§ **Prompt**: Report the lines of the data below that contain the string "NaiveDateTime".

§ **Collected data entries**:
use chrono::{NaiveDate, NaiveDateTime};
use eventcal_core::calendar::{days_in_month, EVENT_MARKER};
use eventcal_core::db::open_db_in_memory;
use eventcal_core::{month_layout, render, MonthCalendar, MonthContext, SqliteEventRepository};
use std::collections::BTreeSet;

const GRID_WIDTH: usize = 36;
const HEADER_LINES: usize = 5;

fn at(year: i32, month: u32, day: u32, hour: u32) -> NaiveDateTime {
    NaiveDate::from_ymd_opt(year, month, day)
        .unwrap()
        .and_hms_opt(hour, 0, 0)
        .unwrap()
}

/// Week rows of a rendered grid, without header and bottom border.
fn week_rows(grid: &str) -> Vec<&str> {
    let lines: Vec<&str> = grid.lines().collect();
    lines[HEADER_LINES..lines.len() - 1].to_vec()
}

fn cells(row: &str) -> Vec<&str> {
    row.trim_end_matches('|').split('|').skip(1).collect()
}

/// Returns the cell text of `day`, e.g. ` 5*` or `29 `.
fn day_cell(grid: &str, day: u32) -> String {
    let wanted = format!("{day:>2}");
    week_rows(grid)
        .into_iter()
        .flat_map(cells)
        .map(|cell| cell[1..].to_string())
        .find(|cell| cell[..2] == wanted)
        .unwrap()
}

#[test]
fn every_month_renders_full_weeks_with_each_day_once() {
    for year in [1900, 2000, 2023, 2024, 2025, 2100] {
        for month in 1..=12 {
            let context = MonthContext::new(year, month).unwrap();
            let grid = render(context, &BTreeSet::new(), 0);

            assert!(grid.lines().all(|line| line.chars().count() == GRID_WIDTH));

            let rows = week_rows(&grid);
            assert_eq!(rows.len() as u32, month_layout(context).rows());

            let mut numbered = 0;
            for row in rows {
                let row_cells = cells(row);
                assert_eq!(row_cells.len(), 7, "{year}-{month}: {row}");
                numbered += row_cells
                    .iter()
                    .filter(|cell| !cell.trim().is_empty())
                    .count() as u32;
            }
            assert_eq!(numbered, days_in_month(year, month), "{year}-{month}");
        }
    }
}

#[test]
fn february_2024_has_five_rows_ending_with_day_29() {
    let context = MonthContext::new(2024, 2).unwrap();
    let layout = month_layout(context);
    assert_eq!(layout.first_weekday, 4);
    assert_eq!(layout.days_in_month, 29);

    let grid = render(context, &BTreeSet::new(), 0);
    let rows = week_rows(&grid);
    assert_eq!(rows.len(), 5);
    assert!(rows[4].contains(" 29 "));
    assert_eq!(rows[0], "|    |    |    |    |  1 |  2 |  3 |");
    assert!(rows[4].ends_with("|    |    |"));
}

#[test]
fn single_digit_days_are_space_padded() {
    let context = MonthContext::new(2024, 2).unwrap();
    let grid = render(context, &BTreeSet::new(), 0);
    assert!(grid.contains("|  4 |"));
    assert!(!grid.contains("04"));
}

#[test]
fn empty_month_reports_no_events_and_no_markers() {
    let conn = open_db_in_memory().unwrap();
    let repo = SqliteEventRepository::new(&conn);
    let calendar = MonthCalendar::open(&repo, 2024, 6).unwrap();

    let grid = calendar.render_calendar();
    assert!(grid.lines().nth(1).unwrap().contains("June 2024 (no events)"));
    assert!(!grid.contains(EVENT_MARKER));
}

#[test]
fn standup_is_marked_until_deleted() {
    let conn = open_db_in_memory().unwrap();
    let repo = SqliteEventRepository::new(&conn);
    let mut calendar = MonthCalendar::open(&repo, 2024, 2).unwrap();

    let standup = calendar
        .add_event("Standup", Some(""), at(2024, 2, 5, 9))
        .unwrap();
    assert_eq!(calendar.events()[&5].len(), 1);

    let grid = calendar.render_calendar();
    assert!(grid.contains("February 2024 (1 event)"));
    assert_eq!(day_cell(&grid, 5), " 5*");
    assert_eq!(grid.matches(EVENT_MARKER).count(), 1);

    calendar.delete_event(&standup).unwrap();
    assert!(!calendar.events().contains_key(&5));

    let grid = calendar.render_calendar();
    assert!(grid.contains("February 2024 (no events)"));
    assert_eq!(day_cell(&grid, 5), " 5 ");
}

#[test]
fn several_events_on_one_day_share_one_marker() {
    let conn = open_db_in_memory().unwrap();
    let repo = SqliteEventRepository::new(&conn);
    let mut calendar = MonthCalendar::open(&repo, 2024, 2).unwrap();

    calendar.add_event("a", None, at(2024, 2, 29, 8)).unwrap();
    calendar.add_event("b", None, at(2024, 2, 29, 9)).unwrap();

    let grid = calendar.render_calendar();
    assert!(grid.contains("(2 events)"));
    assert_eq!(day_cell(&grid, 29), "29*");
    assert_eq!(grid.matches(EVENT_MARKER).count(), 1);
}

§ **Exercise output**:
use chrono::{NaiveDate, NaiveDateTime};
fn at(year: i32, month: u32, day: u32, hour: u32) -> NaiveDateTime {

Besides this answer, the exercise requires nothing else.